3. Education of patients and families. Provide education for patients and patients’ families to reduce risk associated with intrinsic patient-related SSI risk factors
· Preoperative Measures
In most cases, hair removal at the surgical site should be avoided unless it interferes with the operation. If hair removal is necessary, it should be done with clippers or depilatory cream, ideally on the day of surgery and as close to the procedure as possible. Razors should not be used due to the increased risk of surgical site infections.
· Preoperative surgical antibiotic prophylaxis
Begin administration within 1 hour prior to incision to maximize tissue concentration. Administering an antimicrobial agent <1 hour prior to incision is effective.
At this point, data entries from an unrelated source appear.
//! `marketsync markets`: reconcile market parameters.

use serde_json::json;
use tabled::{Table, Tabled};

use super::command::MarketsArgs;
use super::output;
use super::prompt::PromptApproval;
use crate::adapter::outbound::binance::BinanceClient;
use crate::adapter::outbound::opendax::OpendaxClient;
use crate::adapter::outbound::report::FileReport;
use crate::application::markets::{MarketOutcome, MarketPass, MarketPassReport};
use crate::domain::MarketConfig;
use crate::error::Result;
use crate::infrastructure::config::Config;
use crate::port::outbound::approval::{AutoApprove, MarketApproval};

#[derive(Tabled)]
struct DiffRow {
    #[tabled(rename = "Field")]
    field: &'static str,
    #[tabled(rename = "Current")]
    current: String,
    #[tabled(rename = "Proposed")]
    proposed: String,
}

/// Current and proposed parameters side by side.
#[must_use]
pub fn render_diff(current: &MarketConfig, proposed: &MarketConfig) -> String {
    let row = |field: &'static str, current: String, proposed: String| {
        let proposed = if current == proposed {
            proposed
        } else {
            output::highlight(proposed)
        };
        DiffRow {
            field,
            current,
            proposed,
        }
    };
    let rows = vec![
        row(
            "min_price",
            current.min_price().to_string(),
            proposed.min_price().to_string(),
        ),
        row(
            "max_price",
            current.max_price().to_string(),
            proposed.max_price().to_string(),
        ),
        row(
            "min_amount",
            current.min_amount().to_string(),
            proposed.min_amount().to_string(),
        ),
        row(
            "amount_precision",
            current.amount_precision().to_string(),
            proposed.amount_precision().to_string(),
        ),
        row(
            "price_precision",
            current.price_precision().to_string(),
            proposed.price_precision().to_string(),
        ),
    ];
    Table::new(rows).to_string()
}

/// Run the market pass against the configured venues.
pub async fn execute(config: &Config, args: &MarketsArgs) -> Result<()> {
    output::header(env!("CARGO_PKG_VERSION"));

    if !config.target.credentials.is_complete() {
        output::warning("OpenDAX credentials incomplete; updates will be rejected");
        output::hint("export OPENDAX_API_KEY and OPENDAX_API_SECRET to sign admin requests");
    }

    let source = BinanceClient::from_config(&config.source);
    let target = OpendaxClient::from_config(&config.target);
    let report = FileReport::new(
        args.output
            .clone()
            .unwrap_or_else(|| config.reconcile.output_file.clone()),
    );
    let approval: Box<dyn MarketApproval> = if args.auto {
        Box::new(AutoApprove)
    } else {
        Box::new(PromptApproval)
    };

    let pass = MarketPass::new(&source, &target, approval.as_ref(), &report)
        .with_concurrency(config.reconcile.concurrency);

    let result = if args.auto {
        let spinner = output::spinner("Reconciling markets...");
        match pass.run().await {
            Ok(result) => {
                output::spinner_success(&spinner, "Markets reconciled");
                result
            }
            Err(err) => {
                output::spinner_fail(&spinner, "Market reconciliation failed");
                return Err(err);
            }
        }
    } else {
        pass.run().await?
    };

    render(&result, &report)
}

fn render(result: &MarketPassReport, report: &FileReport) -> Result<()> {
    output::section("Markets");
    for outcome in &result.outcomes {
        output::event("market", serde_json::to_value(outcome)?);
        render_outcome(outcome);
    }

    if let Some(epilogue) = &result.epilogue {
        output::event("epilogue", serde_json::to_value(epilogue)?);
        match &epilogue.report_error {
            None => output::success(&format!(
                "Wrote {} updated market(s) to {}",
                epilogue.updated.len(),
                report.path().display()
            )),
            Some(err) => output::warning(&format!(
                "Could not save updated markets ({err}): {}",
                epilogue.updated.join(", ")
            )),
        }
        match &epilogue.restart_error {
            None => output::success("Matching engine restart requested"),
            Some(err) => output::warning(&format!("Matching engine restart failed: {err}")),
        }
    }

    let updated = result.count(MarketOutcome::is_updated);
    let failed = result.count(|o| matches!(o, MarketOutcome::Failed { .. }));
    output::event(
        "summary",
        json!({
            "total": result.outcomes.len(),
            "updated": updated,
            "failed": failed,
        }),
    );
    output::section("Summary");
    output::field("Target markets", result.outcomes.len());
    output::field("Updated", updated);
    output::field("Failed", failed);
    Ok(())
}

fn render_outcome(outcome: &MarketOutcome) {
    if output::is_json() {
        return;
    }
    match outcome {
        MarketOutcome::InSync { symbol } => {
            output::note(&format!("{symbol}: in sync"));
        }
        MarketOutcome::Updated {
            symbol, applied, ..
        } => output::success(&format!(
            "{symbol}: updated (min_amount {}, amount_precision {}, price_precision {})",
            applied.min_amount(),
            applied.amount_precision(),
            applied.price_precision()
        )),
        MarketOutcome::Declined { symbol, .. } => {
            output::note(&format!("{symbol}: update declined"));
        }
        MarketOutcome::MissingAtSource {
            symbol,
            source_symbol,
        } => output::warning(&format!("{symbol}: {source_symbol} is missing at source")),
        MarketOutcome::Failed { symbol, reason } => {
            output::warning(&format!("{symbol}: {reason}"));
        }
    }
}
Two hours are allowed for the administration of vancomycin and fluoroquinolones according to drug bioavailability due to longer infusion times.
Select appropriate antimicrobial agents based on the surgical procedure, the most common pathogens known to cause SSI for the specific procedure, and published recommendations and adjust dosing based on patient weight. Although it is not recommended to routinely use vancomycin, this agent should be considered in patients who are known to be methicillin resistant staph aureus (MRSA) colonized (including those identified on preoperative screening), particularly if the surgery involves prosthetic material.
· Combination parenteral and oral antimicrobial agents
Use of combination parenteral and oral antimicrobial agents to reduce the risk of SSI should be considered in any surgical procedure where entry into the colon is possible or likely, as in gynecologic oncology surgery. Mechanical bowel preparation without use of oral antimicrobial agents does not decrease the risk of SSI.
· Decolonize surgical patients for orthopedic and cardiothoracic procedures.
Decolonization refers to the practice of treating patients with an antimicrobial and/or antiseptic agent to suppress MRSA. The strongest data recommend up to 5 days of intranasal mupirocin (twice daily) and bathing with chlorhexidine gluconate (CHG) (daily).
· Alcohol-containing preoperative skin preparatory agents in combination with an antiseptic
Alcohol is highly bactericidal and effective for preoperative skin antisepsis, but it does not have persistent activity when used alone. Rapid, persistent, and cumulative antisepsis can be achieved by combining alcohol with CHG or an iodophor. Be aware of the risks of using skin antiseptics in babies, in particular the risk of severe chemical injuries with the use of chlorhexidine (both alcohol-based and aqueous solutions) in preterm babies. If diathermy is to be carried out: Use evaporation to dry antiseptic skin preparations and avoid pooling of alcohol-based preparations. Alcohol is contraindicated for certain procedures due to fire risk, including procedures in which the preparatory agent may pool or not dry (e.g., involving hair). Alcohol may also be contraindicated for procedures involving mucosa, cornea, or ear.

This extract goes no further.